**The data**
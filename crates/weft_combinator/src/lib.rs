//! Uniform calling convention and higher-order builders for Weft.
//!
//! This crate normalizes every function value — unary, binary, variadic —
//! into one [`Callable`] convention, and provides the higher-order builders
//! (partial application, composition, boolean combination, guarded
//! fallback, conditional dispatch) the algorithm layer is written against.

#![warn(missing_docs)]
#![warn(clippy::all)]
#![warn(clippy::pedantic)]

pub mod builders;
pub mod callable;

pub use builders::{
    all_of, any_of, bind, compose, cond, conditional, constant, constant_empty, delay, guard,
    identity, negate, rbind, when,
};
pub use callable::{
    Callable, Outcome, apply, binary, is_same_with, predicate, predicate2, transform, truthy,
    unary,
};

**Work to be completed**
Would you repeat, exactly and with nothing added, every line from the line containing "#![warn(clippy::all)]" through the last line of the records above?

**Solution below**
#![warn(clippy::all)]
#![warn(clippy::pedantic)]

pub mod builders;
pub mod callable;

pub use builders::{
    all_of, any_of, bind, compose, cond, conditional, constant, constant_empty, delay, guard,
    identity, negate, rbind, when,
};
pub use callable::{
    Callable, Outcome, apply, binary, is_same_with, predicate, predicate2, transform, truthy,
    unary,
};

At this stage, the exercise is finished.